Profile
Kenta Ninomiya is a Post-doctoral Research Associate at the Chromatin and Ageing Laboratory at the Harry Perkins Institute of Medical Research, UWA Medical School at The University of Western Australia, working with Prof Alexey V. Terskikh. He specializes in biomedical and molecular biological image analysis, applying machine learning and computational topology to decipher complex epigenetic mechanisms.
Kenta received his PhD degree in Health Sciences from Kyushu University, Japan, in 2022, where his research focused on the relationship between medical imaging and gene expression. He then transitioned to Sanford Burnham Prebys Medical Discovery Institute, where he focused on single-cell epigenetics for ageing research, before moving to Perth to join the Perkins.
Kenta’s current research focuses on developing a novel approach to analyse and explain the intricate epigenetic mechanisms regulating gene expression.
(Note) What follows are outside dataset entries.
#[allow(clippy::too_many_arguments)]
pub fn finalize(
    archive: &dyn Archive,
    config: &LayerConfig,
    codecs: &Codecs,
    nodes: &HashMap<NodeId, InternalNode>,
    root: NodeId,
    pages: &[Page],
    geometry_usage: [u32; 8],
    materials: Vec<MaterialData>,
    texture_sets: Vec<Vec<TextureDefinitionEntry>>,
    attributes: &AttributeSchema,
) -> Result<(), Error> {
    let _span = tracing::trace_span!("finalize_layer", node_count = nodes.len(), page_count = pages.len()).entered();
    let root_node = nodes.get(&root).ok_or(Error::InvalidTreeTopology(nodes.len()))?;
    let extent = compute_extent(codecs, root_node)?;
    let dense_map = dense_geometry_definition_map(geometry_usage);

    let geometry_definitions: Vec<GeometryDefinitionDoc> = (0u8..8)
        .filter(|k| geometry_usage[*k as usize] > 0)
        .map(|k| geometry_definition_doc(k, codecs.draco_enabled()))
        .collect();

    let material_definitions: Vec<MaterialDefinitionDoc> =
        materials.iter().map(material_definition_doc).collect();
    let texture_set_definitions: Vec<Vec<TextureSetEntryDoc>> =
        texture_sets.iter().map(|entries| texture_set_entries_doc(entries)).collect();

    let attribute_storage_info: Vec<AttributeStorageInfoDoc> = (0..attributes.len() as u32)
        .filter_map(|i| attributes.slot(i))
        .enumerate()
        .map(|(i, slot)| AttributeStorageInfoDoc {
            name: slot.name.clone(),
            alias: slot.alias.clone(),
            value_type: slot.scalar_type.unwrap_or(ScalarType::String),
            statistics_href: Some(format!("statistics/f_{i}/0.json.gz")),
        })
        .collect();

    let layer_doc = SceneLayerDocument {
        id: config.id,
        version: I3S_VERSION,
        layer_type: config.layer_type,
        spatial_reference: SpatialReferenceDoc {
            wkid: config.spatial_reference.wkid,
        },
        store: StoreDescriptorDoc { version: I3S_VERSION },
        node_pages: NodePagesInfoDoc {
            nodes_per_page: config.page_size,
            lod_selection_metric_type: config.lod_metric.wire_name(),
        },
        geometry_definitions,
        material_definitions,
        texture_set_definitions,
        attribute_storage_info,
        extent,
    };
    append_json(archive, "3dSceneLayer.json.gz", &layer_doc)?;

    let metadata_json = serde_json::to_vec(&MetadataDoc {
        i3s_version: I3S_VERSION,
        node_count: nodes.len() as u32,
    })?;
    if !archive.append_file("metadata.json", &metadata_json) {
        return Err(Error::IoWriteFailed);
    }

    for (i, value) in attribute_statistics_docs(attributes).into_iter().enumerate() {
        append_json(archive, &format!("statistics/f_{i}/0.json.gz"), &value)?;
    }

    for (page_index, page) in pages.iter().enumerate() {
        let records: Vec<NodePageRecord> = page
            .nodes
            .iter()
            .map(|pn| NodePageRecord {
                index: pn.index,
                obb: obb_doc(&pn.node),
                mbs: mbs_doc(&pn.node),
                lod_selection: lod_selection_doc(&pn.node, config.lod_metric),
                children: pn.children.clone(),
                parent_index: pn.parent_index,
            })
            .collect();
        append_json(archive, &format!("nodepages/{page_index}.json.gz"), &records)?;

        for pn in &page.nodes {
            let node = &pn.node;
            let legacy_id = node.id.0;
            let mut geometry_data = vec![HrefDoc {
                href: "geometries/0".to_string(),
            }];
            if codecs.draco_enabled() && node.geometry_definition_key.is_some() {
                geometry_data.push(HrefDoc {
                    href: "geometries/1".to_string(),
                });
            }
            let texture_data = node
                .texture_set_id
                .map(|_| HrefDoc { href: "textures/0".to_string() })
                .into_iter()
                .collect();
            let attribute_data = (0..attribute_storage_info_len(attributes))
                .map(|i| HrefDoc {
                    href: format!("attributes/f_{i}/0"),
                })
                .collect();
            let shared_resource = (node.material_id.is_some() || node.texture_set_id.is_some())
                .then(|| HrefDoc { href: "shared/sharedResource".to_string() });

            let doc = NodeIndexDocument {
                index: pn.index,
                level: node.depth,
                obb: obb_doc(node),
                mbs: mbs_doc(node),
                lod_selection: lod_selection_doc(node, config.lod_metric),
                children: pn.children.clone(),
                parent_index: pn.parent_index,
                geometry_definition: node.geometry_definition_key.and_then(|k| dense_map.get(&k).copied()),
                material_definition: node.material_id,
                texture_set_definition: node.texture_set_id,
                geometry_data,
                texture_data,
                attribute_data,
                shared_resource: shared_resource.clone(),
            };
            append_json(archive, &format!("nodes/{legacy_id}/3dNodeIndexDocument.json.gz"), &doc)?;
            if node.id == root {
                append_json(archive, "nodes/root/3dNodeIndexDocument.json.gz", &doc)?;
            }

            if shared_resource.is_some() {
                let shared_doc = SharedResourceDoc {
                    material_definition: node.material_id,
                    texture_set_definition: node.texture_set_id,
                };
                append_json(
                    archive,
                    &format!("nodes/{legacy_id}/shared/sharedResource.json.gz"),
                    &shared_doc,
                )?;
            }
        }
    }

    tracing::debug!(node_count = nodes.len(), "wrote scene layer archive entries");
    Ok(())
}

fn attribute_storage_info_len(attributes: &AttributeSchema) -> usize {
    attributes.len()
}

fn attribute_statistics_docs(attributes: &AttributeSchema) -> Vec<StatisticsDoc> {
    (0..attributes.len() as u32)
        .filter_map(|i| attributes.slot(i))
        .map(|slot| StatisticsDoc {
            count: slot.statistics.count,
            min: slot.statistics.min,
            max: slot.statistics.max,
            avg: slot.statistics.avg(),
            stddev: slot.statistics.stddev(),
            most_frequent_values: slot.statistics.most_frequent_values.clone(),
        })
        .collect()
}
//! Node identifiers, client-submitted "simple" nodes, and the internal node
//! record the writer builds from them (§3).

use i3s_geom::{BoundingSphere, Obb};
use i3s_model::attribute::AttrValue;
use i3s_model::material::MaterialData;
use i3s_model::mesh::Mesh;

/// A node identifier. Client-assigned on submission (the root receives the
/// largest ID in the submitted sequence); remapped to a dense page-relative
/// index by the page builder.
#[derive(Copy, Clone, Debug, PartialEq, Eq, Hash, PartialOrd, Ord)]
pub struct NodeId(pub u32);

impl NodeId {
    /// Sentinel denoting an empty leaf child slot (§3: "any may be the
    /// sentinel invalid to denote an empty leaf that must be skipped").
    pub const INVALID: NodeId = NodeId(u32::MAX);

    pub fn is_valid(self) -> bool {
        self != Self::INVALID
    }
}

/// LOD threshold carried both as the client's max-screen-area metric and
/// the equivalent max-screen-size metric, kept for readers that expect
/// either (§4.6 step 1: `size = 2 * sqrt(area / pi)`).
#[derive(Copy, Clone, Debug, PartialEq)]
pub struct LodThreshold {
    pub max_screen_area: f64,
    pub max_screen_size: f64,
}

impl LodThreshold {
    pub fn from_max_screen_area(max_screen_area: f64) -> Self {
        Self {
            max_screen_area,
            max_screen_size: 2.0 * (max_screen_area / std::f64::consts::PI).sqrt(),
        }
    }
}

/// A client-submitted node, before assembly (§3 "simple node").
#[derive(Clone, Debug)]
pub struct SimpleNode {
    pub id: NodeId,
    pub mesh: Option<Mesh>,
    /// The mesh's material, interned by the node assembler (§4.4). Absent
    /// for a meshless node or a mesh with no material assignment.
    pub material: Option<MaterialData>,
    /// Per-slot attribute columns submitted for this node: one entry per
    /// declared attribute index, with one value per feature (§3 "attribute
    /// buffer layout").
    pub attributes: Vec<(u32, Vec<AttrValue>)>,
    pub lod_threshold: LodThreshold,
    pub children: Vec<NodeId>,
    pub depth: u32,
}

impl SimpleNode {
    pub fn new(id: NodeId, depth: u32, max_screen_area: f64) -> Self {
        Self {
            id,
            mesh: None,
            material: None,
            attributes: Vec::new(),
            lod_threshold: LodThreshold::from_max_screen_area(max_screen_area),
            children: Vec::new(),
            depth,
        }
    }

    pub fn with_mesh(mut self, mesh: Mesh) -> Self {
        self.mesh = Some(mesh);
        self
    }

    pub fn with_material(mut self, material: MaterialData) -> Self {
        self.material = Some(material);
        self
    }

    pub fn with_attributes(mut self, attributes: Vec<(u32, Vec<AttrValue>)>) -> Self {
        self.attributes = attributes;
        self
    }

    pub fn with_children(mut self, children: Vec<NodeId>) -> Self {
        self.children = children;
        self
    }

    /// Children with the invalid sentinel elided (§3, §8 "empty leaf"
    /// boundary case).
    pub fn present_children(&self) -> impl Iterator<Item = NodeId> + '_ {
        self.children.iter().copied().filter(NodeId::is_valid)
    }
}

#[derive(Copy, Clone, Debug, PartialEq, Eq)]
pub enum NodeKind {
    Meshless,
    Triangles,
    Points,
}

/// The record the writer builds for each submitted node (§3 "internal node
/// record"). Produced by the node assembler, consumed by the page builder
/// and layer finalizer.
#[derive(Clone, Debug)]
pub struct InternalNode {
    pub id: NodeId,
    pub bounding_box: Obb,
    pub sphere: BoundingSphere,
    pub depth: u32,
    pub lod_threshold: LodThreshold,
    /// `None` for a meshless node; otherwise one of the 8 keys from
    /// [`i3s_model::geometry_definition_key`].
    pub geometry_definition_key: Option<u8>,
    pub material_id: Option<u32>,
    pub texture_set_id: Option<u32>,
    pub children: Vec<NodeId>,
    pub parent: Option<NodeId>,
    pub kind: NodeKind,
}

impl InternalNode {
    pub fn is_leaf(&self) -> bool {
        self.children.is_empty()
    }
}

/// The working-set entry held between a node's submission and its
/// absorption as a child of a later submission, or its finalization as the
/// root (§3 "working set").
#[derive(Clone, Debug)]
pub struct NodeBrief {
    pub node: InternalNode,
}

#[cfg(test)]
mod tests {
    use super::*;

    #[test]
    fn lod_threshold_derives_size_from_area() {
        let lod = LodThreshold::from_max_screen_area(std::f64::consts::PI);
        assert!((lod.max_screen_size - 2.0).abs() < 1e-9);
    }

    #[test]
    fn invalid_sentinel_is_filtered_from_present_children() {
        let node = SimpleNode::new(NodeId(0), 0, 1.0)
            .with_children(vec![NodeId(1), NodeId::INVALID, NodeId(2)]);
        let present: Vec<_> = node.present_children().collect();
        assert_eq!(present, vec![NodeId(1), NodeId(2)]);
    }
}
He is particularly interested in understanding the combinatorial effects and spatial organisation of histone modifications within single-cell nuclei. To achieve this, he employs a range of cutting-edge techniques, including:
- Advanced imaging: analysing high-resolution molecular images to capture the spatial/time distribution of histone modifications.
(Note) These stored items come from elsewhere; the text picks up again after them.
//! Legacy interleaved geometry buffer (§4.3): encodes/decodes the
//! header-prefixed binary buffer expected by older I3S readers.

use bytes::{Buf, BufMut, Bytes, BytesMut};
use glam::{Vec2, Vec3};

use crate::codec::{Decode, Encode};
use crate::mesh::TriangleMesh;
use crate::AttributeMask;

/// A `(first_triangle_index, last_triangle_index)` pair, inclusive, mapping
/// one feature ID to a contiguous run of faces.
#[derive(Copy, Clone, Debug, PartialEq, Eq)]
pub struct FaceRange {
    pub first: u32,
    pub last: u32,
}

/// The decoded contents of a legacy buffer, used by tests and by readers.
#[derive(Clone, Debug, Default)]
pub struct DecodedLegacyBuffer {
    pub vertex_count: u32,
    pub positions: Vec<Vec3>,
    pub normals: Vec<Vec3>,
    pub uvs: Vec<Vec2>,
    pub colors: Vec<[u8; 4]>,
    pub feature_ids: Vec<u64>,
    pub face_ranges: Vec<FaceRange>,
    pub regions: Vec<[u16; 4]>,
    /// Count of face ranges that were out of bounds and got clamped.
    pub sanitized_ranges: u32,
}

/// Derives per-face `(first, last)` triangle runs from a per-face sequence
/// of feature-value indices (one entry per triangle). Feature IDs may
/// recur in multiple non-contiguous runs after compressed-mesh vertex
/// reordering; each maximal run becomes its own range.
pub fn face_ranges_from_per_face_index(per_face_index: &[u32]) -> Vec<(u32, FaceRange)> {
    let mut out = Vec::new();
    let mut i = 0;
    while i < per_face_index.len() {
        let feature = per_face_index[i];
        let start = i;
        while i < per_face_index.len() && per_face_index[i] == feature {
            i += 1;
        }
        out.push((
            feature,
            FaceRange {
                first: start as u32,
                last: (i - 1) as u32,
            },
        ));
    }
    out
}

/// Encodes `mesh` into the legacy buffer layout for the given declared
/// attribute mask. `mask` may declare attributes the mesh itself doesn't
/// carry (e.g. Color declared but dropped): those are synthesized with
/// their documented defaults.
pub fn encode(mesh: &TriangleMesh, mask: AttributeMask) -> Bytes {
    let vertex_count = mesh.vertex_count() as u32;

    let (feature_values, per_face_feature): (Vec<u64>, Vec<u32>) = match &mesh.feature_ids {
        Some(fids) => {
            let per_face = fids.indices.iter().step_by(3).copied().collect();
            (fids.values.clone(), per_face)
        }
        None => (vec![0], vec![0; (vertex_count / 3) as usize]),
    };

    let face_ranges: Vec<FaceRange> = face_ranges_from_per_face_index(&per_face_feature)
        .into_iter()
        .map(|(_, range)| range)
        .collect();

    let mut buf = BytesMut::new();
    vertex_count.encode(&mut buf);
    (feature_values.len().max(1) as u32).encode(&mut buf);

    if mask.contains(AttributeMask::POS) {
        for p in mesh.positions.relative() {
            p.encode(&mut buf);
        }
    }
    if mask.contains(AttributeMask::NORMAL) {
        match &mesh.normals {
            Some(normals) => {
                for n in normals {
                    n.encode(&mut buf);
                }
            }
            None => {
                for _ in 0..vertex_count {
                    Vec3::ZERO.encode(&mut buf);
                }
            }
        }
    }
    if mask.contains(AttributeMask::UV0) {
        for uv in &mesh.uvs {
            uv.encode(&mut buf);
        }
    }
    if mask.contains(AttributeMask::COLOR) {
        match &mesh.colors {
            Some(colors) => {
                for c in colors {
                    buf.put_slice(c);
                }
            }
            None => {
                for _ in 0..vertex_count {
                    buf.put_slice(&[0xFF, 0xFF, 0xFF, 0xFF]);
                }
            }
        }
    }
    if mask.contains(AttributeMask::FEATURE_ID) {
        for f in &feature_values {
            f.encode(&mut buf);
        }
        for range in &face_ranges {
            range.first.encode(&mut buf);
            range.last.encode(&mut buf);
        }
    }
    if mask.contains(AttributeMask::REGION) {
        match &mesh.regions {
            Some(regions) => {
                for region in regions.resolved() {
                    for c in encode_region(*region) {
                        c.encode(&mut buf);
                    }
                }
            }
            None => {
                // Declared but absent from this node: omit entirely: the
                // residual-byte-count heuristic in `decode` relies on this.
            }
        }
    }

    buf.freeze()
}

fn encode_region(region: crate::mesh::UvRegion) -> [u16; 4] {
    let q = |v: f32| (v.clamp(0.0, 1.0) * 65535.0).round() as u16;
    [
        q(region.min.x),
        q(region.min.y),
        q(region.max.x),
        q(region.max.y),
    ]
}

/// Decodes a legacy buffer for the given declared mask. Out-of-range face
/// ranges are clamped to `[0, vertex_count/3 - 1]` and counted in
/// `sanitized_ranges` rather than rejected outright.
pub fn decode(mut bytes: Bytes, mask: AttributeMask) -> Result<DecodedLegacyBuffer, crate::codec::EofError> {
    let vertex_count = u32::decode(&mut bytes)?;
    let feature_count = u32::decode(&mut bytes)?;
    let max_face = if vertex_count >= 3 { vertex_count / 3 - 1 } else { 0 };

    let mut out = DecodedLegacyBuffer {
        vertex_count,
        ..Default::default()
    };

    if mask.contains(AttributeMask::POS) {
        for _ in 0..vertex_count {
            out.positions.push(Vec3::decode(&mut bytes)?);
        }
    }
    if mask.contains(AttributeMask::NORMAL) {
        for _ in 0..vertex_count {
            out.normals.push(Vec3::decode(&mut bytes)?);
        }
    }
    if mask.contains(AttributeMask::UV0) {
        for _ in 0..vertex_count {
            out.uvs.push(Vec2::decode(&mut bytes)?);
        }
    }
    if mask.contains(AttributeMask::COLOR) {
        for _ in 0..vertex_count {
            let mut c = [0u8; 4];
            for b in &mut c {
                *b = u8::decode(&mut bytes)?;
            }
            out.colors.push(c);
        }
    }
    if mask.contains(AttributeMask::FEATURE_ID) {
        for _ in 0..feature_count {
            out.feature_ids.push(u64::decode(&mut bytes)?);
        }
        // The face-range block's length isn't declared up front; the caller
        // is expected to know it from the node's feature layout. Here we
        // consume ranges until the declared Region block (if any) would no
        // longer evenly divide the remainder, matching the detection rule
        // in §4.3 for whether Region is actually present.
        let region_bytes_if_present = vertex_count as usize * 8;
        while bytes.remaining() > 0
            && !(mask.contains(AttributeMask::REGION)
                && (bytes.remaining() == region_bytes_if_present || bytes.remaining() == 0))
        {
            if bytes.remaining() < 8 {
                break;
            }
            let first = u32::decode(&mut bytes)?;
            let last = u32::decode(&mut bytes)?;
            let (first, last, clamped) = clamp_range(first, last, max_face);
            if clamped {
                tracing::warn!(first, last, max_face, "clamped out-of-range face range");
                out.sanitized_ranges += 1;
            }
            out.face_ranges.push(FaceRange { first, last });
        }
    }
    if mask.contains(AttributeMask::REGION) && bytes.remaining() > 0 {
        for _ in 0..vertex_count {
            let mut region = [0u16; 4];
            for c in &mut region {
                *c = u16::decode(&mut bytes)?;
            }
            out.regions.push(region);
        }
    }

    Ok(out)
}

fn clamp_range(first: u32, last: u32, max_face: u32) -> (u32, u32, bool) {
    let mut clamped = false;
    let first = if first > max_face {
        clamped = true;
        max_face
    } else {
        first
    };
    let last = if last > max_face {
        clamped = true;
        max_face
    } else {
        last
    };
    (first, last, clamped)
}

#[cfg(test)]
mod tests {
    use super::*;
    use glam::DVec3;

    fn unit_quad() -> TriangleMesh {
        let positions = vec![
            Vec3::new(0.0, 0.0, 0.0),
            Vec3::new(1.0, 0.0, 0.0),
            Vec3::new(1.0, 1.0, 0.0),
            Vec3::new(0.0, 0.0, 0.0),
            Vec3::new(1.0, 1.0, 0.0),
            Vec3::new(0.0, 1.0, 0.0),
        ];
        let uvs = vec![
            Vec2::new(0.0, 0.0),
            Vec2::new(1.0, 0.0),
            Vec2::new(1.0, 1.0),
            Vec2::new(0.0, 0.0),
            Vec2::new(1.0, 1.0),
            Vec2::new(0.0, 1.0),
        ];
        TriangleMesh::assign_from_bulk(DVec3::ZERO, positions, uvs, None, None, None, None)
    }

    #[test]
    fn header_matches_vertex_and_feature_count() {
        let mesh = unit_quad();
        let mask = mesh.mask();
        let bytes = encode(&mesh, mask);
        assert_eq!(u32::from_le_bytes(bytes[0..4].try_into().unwrap()), 6);
        assert_eq!(u32::from_le_bytes(bytes[4..8].try_into().unwrap()), 1);
    }

    #[test]
    fn round_trip_positions_and_uvs() {
        let mesh = unit_quad();
        let mask = mesh.mask();
        let bytes = encode(&mesh, mask);
        let decoded = decode(bytes, mask).unwrap();
        assert_eq!(decoded.positions, mesh.positions.relative());
        assert_eq!(decoded.uvs, mesh.uvs);
    }

    #[test]
    fn missing_feature_ids_produce_single_dummy_feature() {
        let mesh = unit_quad();
        let mask = mesh.mask().union(AttributeMask::FEATURE_ID);
        let bytes = encode(&mesh, mask);
        let decoded = decode(bytes, mask).unwrap();
        assert_eq!(decoded.feature_ids, vec![0]);
        assert_eq!(decoded.face_ranges, vec![FaceRange { first: 0, last: 1 }]);
    }

    #[test]
    fn face_ranges_group_non_contiguous_runs() {
        let per_face = [0, 0, 1, 1, 0, 0, 0, 1, 1, 1, 1, 1];
        let ranges = face_ranges_from_per_face_index(&per_face);
        assert_eq!(ranges.len(), 4);
    }
}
- Mathematical modelling: applying topology theory and hyperbolic geometry to model the intricate spatial relationships of histone modifications within the 3D nuclear and feature space.
- Machine learning: utilising diverse machine learning models (e.g. multi-layer perceptron, graph neural networks, hyperbolic neural networks, simplex neural networks, and transformers) to identify patterns and predict epigenetic interactions.
This innovative approach has the potential to revolutionise our understanding of dynamic epigenetics, drug mechanisms, and in-situ analysis, ultimately paving the way for the development of novel therapeutic strategies targeting epigenetic mechanisms in various diseases.
Selected Publications
Alvarez-Kuglen M, Ninomiya K, Qin H, Rodriguez D, Fiengo L, Farhy C, Hsu WM, Kirk B, Havas A, Feng GS, Roberts AJ, Anderson RM, Serrano M, Adams PD, Sharpee TO and Terskikh AV, Sept 2024, ImAge quantitates aging and rejuvenation. In: Nature Aging. 4, 9, p. 1308-1327 20 p.
Ninomiya K and Terskikh AV, Sept 2024, Imaging the epigenetic landscape in single cells to study aging trajectories. In: Nature Aging. 4, 9, p. 1184-1185 2 p.
Ninomiya K, Arimura H, Tanaka K, Chan WY, Kabata Y, Mizuno S, Gowdh NFM, Yaakup NA, Liam C-K, Chai C-S, et al. (2023). Three-dimensional topological radiogenomics of epidermal growth factor receptor Del19 and L858R mutation subtypes on computed tomography images of lung cancer patients. In: Comput. Methods Programs Biomed. 236, 107544.
Ninomiya K, Arimura H, Yoshitake T, Hirose T-A and Shioyama Y. (2022). Synergistic combination of a topologically invariant imaging signature and a biomarker for the accurate prediction of symptomatic radiation pneumonitis before stereotactic ablative radiotherapy for lung cancer: A retrospective analysis. In: PLOS One 17, e0263292.
Ninomiya K, Arimura H, Chan WY, Tanaka K, Mizuno S, Muhammad Gowdh NF, Yaakup NA, Liam C-K, Chai C-S, and Ng KH. (2021). Robust radiogenomics approach to the identification of EGFR mutations among patients with NSCLC from three different countries using topologically invariant Betti numbers. In: PLoS One 16, e0244354.
Ninomiya K, and Arimura H. (2020). Homological radiomics analysis for prognostic prediction in lung cancer patients. In: Phys. Med. 69, 90–100.
Ninomiya K, Arimura H, Sasahara M, Kai Y, Hirose T, and Ohga S. (2018). Feasibility of anatomical feature points for the estimation of prostate locations in the Bayesian delineation frameworks for prostate cancer radiotherapy. In: Radiol. Phys. Technol. 11, 434–444.